### [Required work]
After locating the line with "the restored values" in the data that follows, return it and every later line exactly, up to and including the line with "view field names".

### [Entries supplied]
□ □ □

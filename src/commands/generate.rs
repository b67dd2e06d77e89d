use clap::{Args, Subcommand};

use droidkit::defaults;
use droidkit::snippets;
use droidkit::validation;

use super::{CmdResult, CodeOutput};

#[derive(Args)]
pub struct GenArgs {
    #[command(subcommand)]
    command: GenCommand,

    /// Print a JSON envelope instead of raw code
    #[arg(long, global = true)]
    pub json: bool,
}

#[derive(Subcommand)]
enum GenCommand {
    /// Toast showing a string resource
    Toast {
        /// String resource id (R.string.<id>)
        string_id: String,
    },
    /// Guard that toasts `<name>_error` and returns when a value is zero
    ZeroCheck {
        /// Comma-separated Java field names
        names: String,
    },
    /// Switch cases copying a serializable intent extra into fields
    IntentCase {
        /// Intent variable name
        intent: String,
        /// Comma-separated case labels (snake_case field names)
        names: String,
        /// Extra key (default from droidkit.json, built-in "dimension")
        #[arg(long)]
        extra: Option<String>,
        /// Cast type for the extra (default from droidkit.json, built-in "Dimension")
        #[arg(long = "type")]
        value_type: Option<String>,
    },
    /// Restore fields from the saved instance bundle
    Bundle {
        /// Cast type of the restored values
        value_type: String,
        /// Comma-separated field names
        names: String,
        /// Bundle variable (default from droidkit.json, built-in "savedInstanceState")
        #[arg(long)]
        bundle: Option<String>,
    },
    /// Attach `<element>Listener` to each element
    Listener {
        /// Listener kind, appended to `setOn` (e.g. ClickListener)
        listener: String,
        /// Comma-separated view field names
        elements: String,
    },
}

pub fn run(args: GenArgs, _global: &super::GlobalArgs) -> CmdResult<CodeOutput> {
    let mut config = defaults::load_config().defaults.snippets;

    match args.command {
        GenCommand::Toast { string_id } => {
            let id = validation::require_non_empty(
                &string_id,
                "string_id",
                "String id cannot be empty",
            )?;
            Ok((
                CodeOutput::new("gen.toast", vec![snippets::toast(id, &config)]),
                0,
            ))
        }
        GenCommand::ZeroCheck { names } => {
            let names = validation::require_list(&names, "names")?;
            Ok((
                CodeOutput::new(
                    "gen.zero_check",
                    render_each(&names, |n| snippets::zero_check(n, &config)),
                ),
                0,
            ))
        }
        GenCommand::IntentCase {
            intent,
            names,
            extra,
            value_type,
        } => {
            let intent =
                validation::require_non_empty(&intent, "intent", "Intent name cannot be empty")?;
            let names = validation::require_list(&names, "names")?;
            apply_override(&mut config.intent_extra, extra);
            apply_override(&mut config.intent_value_type, value_type);
            Ok((
                CodeOutput::new(
                    "gen.intent_case",
                    render_each(&names, |n| snippets::intent_case(intent, n, &config)),
                ),
                0,
            ))
        }
        GenCommand::Bundle {
            value_type,
            names,
            bundle,
        } => {
            let value_type =
                validation::require_non_empty(&value_type, "value_type", "Type cannot be empty")?;
            let names = validation::require_list(&names, "names")?;
            apply_override(&mut config.bundle, bundle);
            Ok((
                CodeOutput::new(
                    "gen.bundle",
                    render_each(&names, |n| snippets::bundle_restore(value_type, n, &config)),
                ),
                0,
            ))
        }
        GenCommand::Listener { listener, elements } => {
            let listener =
                validation::require_non_empty(&listener, "listener", "Listener cannot be empty")?;
            let elements = validation::require_list(&elements, "elements")?;
            Ok((
                CodeOutput::new(
                    "gen.listener",
                    render_each(&elements, |e| snippets::set_listener(listener, e)),
                ),
                0,
            ))
        }
    }
}

fn render_each<F>(names: &[String], render: F) -> Vec<String>
where
    F: Fn(&str) -> String,
{
    names.iter().map(|n| render(n)).collect()
}

fn apply_override(slot: &mut String, value: Option<String>) {
    if let Some(value) = value.filter(|v| !v.trim().is_empty()) {
        *slot = value;
    }
}

#[cfg(test)]
mod tests {
    use super::*;
    use droidkit::snippets::SnippetDefaults;

    #[test]
    fn apply_override_ignores_blank_values() {
        let mut slot = SnippetDefaults::default().bundle;
        apply_override(&mut slot, Some("  ".to_string()));
        assert_eq!(slot, "savedInstanceState");

        apply_override(&mut slot, Some("state".to_string()));
        assert_eq!(slot, "state");
    }

    #[test]
    fn render_each_keeps_order() {
        let names = vec!["a".to_string(), "b".to_string()];
        assert_eq!(render_each(&names, |n| n.to_uppercase()), vec!["A", "B"]);
    }
}
//! Greedy word wrapping.
//!
//! Words are never split. A word wider than the requested width gets a line
//! of its own and overflows it.

/// Wrap whitespace-separated text into lines of at most `width` characters.
pub fn wrap(text: &str, width: usize) -> Vec<String> {
    wrap_words(text.split_whitespace(), width)
}

/// Wrap a word sequence into lines of at most `width` characters.
///
/// Width is measured in `char`s. An empty sequence produces no lines.
pub fn wrap_words<'a, I>(words: I, width: usize) -> Vec<String>
where
    I: IntoIterator<Item = &'a str>,
{
    let mut lines = Vec::new();
    let mut current = String::new();
    let mut current_width = 0;

    for word in words {
        let word_width = word.chars().count();

        if current.is_empty() {
            current.push_str(word);
            current_width = word_width;
            continue;
        }

        if current_width + 1 + word_width <= width {
            current.push(' ');
            current.push_str(word);
            current_width += 1 + word_width;
        } else {
            lines.push(std::mem::take(&mut current));
            current.push_str(word);
            current_width = word_width;
        }
    }

    if !current.is_empty() {
        lines.push(current);
    }

    lines
}
use droidkit::naming::ViewBinding;
use serde::Serialize;

pub type CmdResult<T> = droidkit::Result<(T, i32)>;

pub(crate) struct GlobalArgs {}

/// Generated code returned by `name` and `gen` commands.
///
/// Raw mode prints one snippet per line; JSON mode serializes the struct.
#[derive(Debug, Serialize)]
pub struct CodeOutput {
    pub command: String,
    pub snippets: Vec<String>,
    #[serde(skip_serializing_if = "Vec::is_empty")]
    pub bindings: Vec<ViewBinding>,
}

impl CodeOutput {
    pub fn new(command: &str, snippets: Vec<String>) -> Self {
        Self {
            command: command.to_string(),
            snippets,
            bindings: Vec::new(),
        }
    }

    pub fn to_text(&self) -> String {
        let mut out = String::new();
        for snippet in &self.snippets {
            out.push_str(snippet);
            out.push('\n');
        }
        out
    }
}

pub mod comments;
pub mod config;
pub mod generate;
pub mod name;

pub(crate) fn run_raw(
    command: crate::Commands,
    global: &GlobalArgs,
) -> droidkit::Result<(String, i32)> {
    match command {
        crate::Commands::Comments(args) => comments::run_raw(args, global),
        crate::Commands::Name(args) => {
            name::run(args, global).map(|(output, code)| (output.to_text(), code))
        }
        crate::Commands::Gen(args) => {
            generate::run(args, global).map(|(output, code)| (output.to_text(), code))
        }
        _ => Err(droidkit::Error::validation_invalid_argument(
            "output_mode",
            "Command does not support raw output",
            None,
            None,
        )),
    }
}

/// Dispatch a command to its handler and map result to JSON.
macro_rules! dispatch {
    ($args:expr, $global:expr, $module:ident) => {
        crate::output::map_cmd_result_to_json($module::run($args, $global))
    };
}

pub(crate) fn run_json(
    command: crate::Commands,
    global: &GlobalArgs,
) -> (droidkit::Result<serde_json::Value>, i32) {
    match command {
        crate::Commands::Comments(args) => dispatch!(args, global, comments),
        crate::Commands::Name(args) => dispatch!(args, global, name),
        crate::Commands::Gen(args) => dispatch!(args, global, generate),
        crate::Commands::Config(args) => dispatch!(args, global, config),
    }
}
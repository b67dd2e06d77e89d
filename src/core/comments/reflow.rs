//! Line-level comment reflow.
//!
//! A two-state scanner walks the input once. In `Scanning` every line is
//! copied through until a line containing `//` is followed by a line that
//! starts with `//`; that pair opens a comment run. In `InCommentRun` the
//! scanner collects comment text until the first line that is not a line
//! comment (or end of input), then emits the run as a wrapped block.

use serde::Serialize;

use super::wrap;
use super::ReflowConfig;
use crate::error::Result;

const LINE_MARKER: &str = "//";
const BLOCK_OPEN: &str = "/*";
const BLOCK_LINE: &str = "* ";
const BLOCK_CLOSE: &str = "*/";

/// Summary of one merged comment run.
#[derive(Debug, Clone, PartialEq, Eq, Serialize)]
#[serde(rename_all = "camelCase")]
pub struct MergedBlock {
    /// 1-based input line the run started on.
    pub first_line: usize,
    /// Number of input lines consumed by the run.
    pub source_lines: usize,
    /// Number of `* ` lines emitted for the run.
    pub body_lines: usize,
}

#[derive(Debug, Clone, Default, PartialEq, Eq)]
pub struct ReflowedLines {
    pub lines: Vec<String>,
    pub blocks: Vec<MergedBlock>,
}

impl ReflowedLines {
    pub fn changed(&self) -> bool {
        !self.blocks.is_empty()
    }
}

#[derive(Debug)]
struct CommentRun {
    start: usize,
    source_lines: usize,
    indent: String,
    fragments: Vec<String>,
}

#[derive(Debug)]
enum ScanState {
    Scanning,
    InCommentRun(CommentRun),
}

/// Text following the `//` marker when the line is a line comment.
fn line_comment_text(line: &str) -> Option<&str> {
    line.trim_start()
        .strip_prefix(LINE_MARKER)
        .map(str::trim_start)
}

fn leading_whitespace(line: &str) -> &str {
    &line[..line.len() - line.trim_start().len()]
}

impl CommentRun {
    /// Open a run on `line`, emitting any code in front of its last `//`.
    ///
    /// The block indentation is taken from `next`, the first continuation
    /// line, and copied verbatim.
    fn open(start: usize, line: &str, next: &str, out: &mut Vec<String>) -> Self {
        let (prefix, text) = match line.rfind(LINE_MARKER) {
            Some(idx) => (&line[..idx], &line[idx + LINE_MARKER.len()..]),
            None => (line, ""),
        };

        if !prefix.trim().is_empty() {
            out.push(prefix.to_string());
        }

        Self {
            start,
            source_lines: 1,
            indent: leading_whitespace(next).to_string(),
            fragments: vec![text.to_string()],
        }
    }

    fn push(&mut self, text: &str) {
        self.fragments.push(text.to_string());
        self.source_lines += 1;
    }

    fn close(self, config: &ReflowConfig, out: &mut ReflowedLines) {
        let prefix_width = self.indent.chars().count() + BLOCK_LINE.len();
        // An indent that fills the width leaves one word per line, overflowing.
        let available = config.max_width.saturating_sub(prefix_width).max(1);
        let words = self.fragments.iter().flat_map(|f| f.split_whitespace());
        let segments = wrap::wrap_words(words, available);

        out.lines.push(format!("{}{}", self.indent, BLOCK_OPEN));
        if segments.is_empty() {
            out.lines
                .push(format!("{}{}", self.indent, BLOCK_LINE.trim_end()));
        }
        for segment in &segments {
            out.lines
                .push(format!("{}{}{}", self.indent, BLOCK_LINE, segment));
        }
        out.lines.push(format!("{}{}", self.indent, BLOCK_CLOSE));

        out.blocks.push(MergedBlock {
            first_line: self.start + 1,
            source_lines: self.source_lines,
            body_lines: segments.len().max(1),
        });
    }
}

/// Merge every run of two or more `//` lines into a wrapped `/* */` block.
///
/// Lines are given without terminators. Everything outside a run is copied
/// through unchanged and in order.
pub fn reflow_lines<S: AsRef<str>>(lines: &[S], config: &ReflowConfig) -> Result<ReflowedLines> {
    config.validate()?;

    let mut out = ReflowedLines::default();
    let mut state = ScanState::Scanning;
    let mut i = 0;

    while i < lines.len() {
        let line = lines[i].as_ref();

        state = match state {
            ScanState::Scanning => {
                let next = lines.get(i + 1).map(|l| l.as_ref());
                match next {
                    Some(next)
                        if line.contains(LINE_MARKER) && line_comment_text(next).is_some() =>
                    {
                        let run = CommentRun::open(i, line, next, &mut out.lines);
                        i += 1;
                        ScanState::InCommentRun(run)
                    }
                    _ => {
                        out.lines.push(line.to_string());
                        i += 1;
                        ScanState::Scanning
                    }
                }
            }
            ScanState::InCommentRun(mut run) => match line_comment_text(line) {
                Some(text) => {
                    run.push(text);
                    i += 1;
                    ScanState::InCommentRun(run)
                }
                // Cursor stays on this line so Scanning can handle it.
                None => {
                    run.close(config, &mut out);
                    ScanState::Scanning
                }
            },
        };
    }

    if let ScanState::InCommentRun(run) = state {
        run.close(config, &mut out);
    }

    Ok(out)
}

#[cfg(test)]
mod tests {
    use super::*;

    fn reflow(lines: &[&str]) -> Vec<String> {
        reflow_lines(lines, &ReflowConfig::default()).unwrap().lines
    }

    #[test]
    fn trailing_comment_run_splits_code_from_block() {
        let out = reflow(&["int x = 1; // setup", "// continued", "// end", "doSomething();"]);
        assert_eq!(
            out,
            vec!["int x = 1; ", "/*", "* setup continued end", "*/", "doSomething();"]
        );
    }

    #[test]
    fn single_comment_line_is_untouched() {
        assert_eq!(reflow(&["// only one line"]), vec!["// only one line"]);
    }

    #[test]
    fn isolated_comments_between_code_are_untouched() {
        let input = ["a();", "// one", "b();", "// two", "c();"];
        assert_eq!(reflow(&input), input.to_vec());
    }

    #[test]
    fn indentation_comes_from_second_line() {
        let out = reflow(&["\t// first", "    // second"]);
        assert_eq!(out, vec!["    /*", "    * first second", "    */"]);
    }

    #[test]
    fn whitespace_only_prefix_is_not_emitted() {
        let out = reflow(&["    // a", "    // b"]);
        assert_eq!(out, vec!["    /*", "    * a b", "    */"]);
    }

    #[test]
    fn run_ending_at_end_of_input_is_closed() {
        let out = reflow_lines(&["x(); // a", "// b"], &ReflowConfig::default()).unwrap();
        assert_eq!(out.lines, vec!["x(); ", "/*", "* a b", "*/"]);
        assert_eq!(
            out.blocks,
            vec![MergedBlock {
                first_line: 1,
                source_lines: 2,
                body_lines: 1
            }]
        );
    }

    #[test]
    fn empty_comment_run_keeps_one_body_line() {
        assert_eq!(reflow(&["//", "//"]), vec!["/*", "*", "*/"]);
    }

    #[test]
    fn splits_at_last_marker_of_first_line() {
        let out = reflow(&["s = \"a//b\"; // note", "// more"]);
        assert_eq!(out, vec!["s = \"a//b\"; ", "/*", "* note more", "*/"]);
    }

    #[test]
    fn continuation_lines_keep_inner_slashes() {
        let out = reflow(&["// see", "// http://example.com/x"]);
        assert_eq!(out, vec!["/*", "* see http://example.com/x", "*/"]);
    }

    #[test]
    fn two_runs_separated_by_code_become_two_blocks() {
        let out = reflow_lines(
            &["// a", "// b", "call();", "// c", "// d"],
            &ReflowConfig::default(),
        )
        .unwrap();
        assert_eq!(
            out.lines,
            vec!["/*", "* a b", "*/", "call();", "/*", "* c d", "*/"]
        );
        assert_eq!(out.blocks.len(), 2);
        assert_eq!(out.blocks[1].first_line, 4);
    }

    #[test]
    fn body_lines_respect_width_including_prefix() {
        let config = ReflowConfig::new(20).unwrap();
        let out = reflow_lines(
            &["  // one two three four five", "  // six seven eight nine ten"],
            &config,
        )
        .unwrap();

        for line in out.lines.iter().filter(|l| l.trim_start().starts_with("* ")) {
            assert!(line.chars().count() <= 20, "too wide: {:?}", line);
        }
        assert_eq!(out.blocks[0].body_lines, out.lines.len() - 2);
    }

    #[test]
    fn indent_wider_than_width_puts_one_word_per_line() {
        let indent = " ".repeat(19);
        let first = format!("{}// a bb", indent);
        let second = format!("{}// c", indent);
        let config = ReflowConfig::new(20).unwrap();

        let out = reflow_lines(&[first.as_str(), second.as_str()], &config).unwrap();

        assert_eq!(
            out.lines,
            vec![
                format!("{}/*", indent),
                format!("{}* a", indent),
                format!("{}* bb", indent),
                format!("{}* c", indent),
                format!("{}*/", indent),
            ]
        );
        assert!(out.lines[1].chars().count() > 20);
    }

    #[test]
    fn zero_width_is_rejected() {
        let config = ReflowConfig { max_width: 0 };
        let err = reflow_lines(&["// a", "// b"], &config).unwrap_err();
        assert_eq!(err.code.as_str(), "config.invalid_value");
    }

    #[test]
    fn empty_input_produces_empty_output() {
        let out = reflow_lines::<&str>(&[], &ReflowConfig::default()).unwrap();
        assert!(out.lines.is_empty());
        assert!(!out.changed());
    }
}
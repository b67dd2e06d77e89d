use serde::{Deserialize, Serialize};
use serde_json::Value;
use std::fs;
use std::path::Path;

use crate::comments::ReflowConfig;
use crate::error::{Error, Result};
use crate::paths;
use crate::snippets::SnippetDefaults;
use crate::utils::io;

/// Root configuration structure for droidkit.json
#[derive(Debug, Clone, PartialEq, Eq, Serialize, Deserialize, Default)]
pub struct DroidkitConfig {
    #[serde(default)]
    pub defaults: Defaults,
}

/// All configurable defaults that can be overridden via droidkit.json
#[derive(Debug, Clone, PartialEq, Eq, Serialize, Deserialize, Default)]
pub struct Defaults {
    #[serde(default)]
    pub comments: ReflowConfig,

    #[serde(default)]
    pub snippets: SnippetDefaults,
}

impl DroidkitConfig {
    pub fn validate(&self) -> Result<()> {
        self.defaults.comments.validate()
    }
}

// =============================================================================
// Loading functions
// =============================================================================

/// Load the full droidkit.json config, falling back to defaults on any error.
pub fn load_config() -> DroidkitConfig {
    let Ok(path) = paths::droidkit_json() else {
        return DroidkitConfig::default();
    };

    if !path.exists() {
        return DroidkitConfig::default();
    }

    match load_config_from(&path) {
        Ok(config) => config,
        Err(err) => {
            crate::log_status!(
                "config",
                "Ignoring {}: {}; using built-in defaults",
                path.display(),
                err.details["error"].as_str().unwrap_or(&err.message)
            );
            DroidkitConfig::default()
        }
    }
}

/// Load and validate a config file.
pub fn load_config_from(path: &Path) -> Result<DroidkitConfig> {
    let content = io::read_file(path, &format!("read {}", path.display()))?;

    let config: DroidkitConfig = serde_json::from_str(&content)
        .map_err(|e| Error::config_invalid_json(path.display().to_string(), e))?;

    config.validate()?;
    Ok(config)
}

/// Save config to droidkit.json (creates if missing).
pub fn save_config(config: &DroidkitConfig) -> Result<()> {
    save_config_to(&paths::droidkit_json()?, config)
}

pub fn save_config_to(path: &Path, config: &DroidkitConfig) -> Result<()> {
    config.validate()?;
    io::ensure_parent_dir(path)?;

    let content = serde_json::to_string_pretty(config).map_err(|e| {
        Error::internal_json(e.to_string(), Some("serialize droidkit.json".to_string()))
    })?;

    io::write_file_atomic(path, &content, &format!("write {}", path.display()))
}

/// Return a copy of `config` with the value at a JSON pointer replaced.
///
/// Only paths that already exist in the config shape can be set.
pub fn with_pointer(
    config: &DroidkitConfig,
    pointer: &str,
    value: Value,
) -> Result<DroidkitConfig> {
    if !pointer.starts_with('/') {
        return Err(Error::validation_invalid_argument(
            "pointer",
            "JSON pointer must start with '/'",
            Some(pointer.to_string()),
            None,
        ));
    }

    let mut json = serde_json::to_value(config).map_err(|e| {
        Error::internal_json(e.to_string(), Some("serialize config".to_string()))
    })?;

    let slot = json.pointer_mut(pointer).ok_or_else(|| {
        Error::validation_invalid_argument(
            "pointer",
            format!("Unknown configuration path: {}", pointer),
            Some(pointer.to_string()),
            Some(known_pointers()),
        )
    })?;
    *slot = value;

    let updated: DroidkitConfig = serde_json::from_value(json).map_err(|e| {
        Error::validation_invalid_json(e, Some("deserialize config".to_string()), None)
    })?;

    updated.validate()?;
    Ok(updated)
}

fn known_pointers() -> Vec<String> {
    let Ok(json) = serde_json::to_value(DroidkitConfig::default()) else {
        return Vec::new();
    };
    let mut out = Vec::new();
    collect_leaf_pointers(&json, String::new(), &mut out);
    out
}

fn collect_leaf_pointers(value: &Value, prefix: String, out: &mut Vec<String>) {
    match value {
        Value::Object(map) => {
            for (key, child) in map {
                collect_leaf_pointers(child, format!("{}/{}", prefix, key), out);
            }
        }
        _ => out.push(prefix),
    }
}

/// Delete droidkit.json (reset to defaults)
pub fn reset_config() -> Result<bool> {
    let path = paths::droidkit_json()?;

    if path.exists() {
        fs::remove_file(&path).map_err(|e| {
            Error::internal_io(e.to_string(), Some(format!("delete {}", path.display())))
        })?;
        Ok(true)
    } else {
        Ok(false)
    }
}

/// Check if droidkit.json exists
pub fn config_exists() -> bool {
    paths::droidkit_json()
        .map(|p| p.exists())
        .unwrap_or(false)
}

/// Get the path to droidkit.json (for display purposes)
pub fn config_path() -> Result<String> {
    Ok(paths::droidkit_json()?.display().to_string())
}

/// Get built-in defaults (ignoring any file config)
pub fn builtin_defaults() -> Defaults {
    Defaults::default()
}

□ □ □

### [Task output]
        /// Cast type of the restored values
        value_type: String,
        /// Comma-separated field names
        names: String,
        /// Bundle variable (default from droidkit.json, built-in "savedInstanceState")
        #[arg(long)]
        bundle: Option<String>,
    },
    /// Attach `<element>Listener` to each element
    Listener {
        /// Listener kind, appended to `setOn` (e.g. ClickListener)
        listener: String,
        /// Comma-separated view field names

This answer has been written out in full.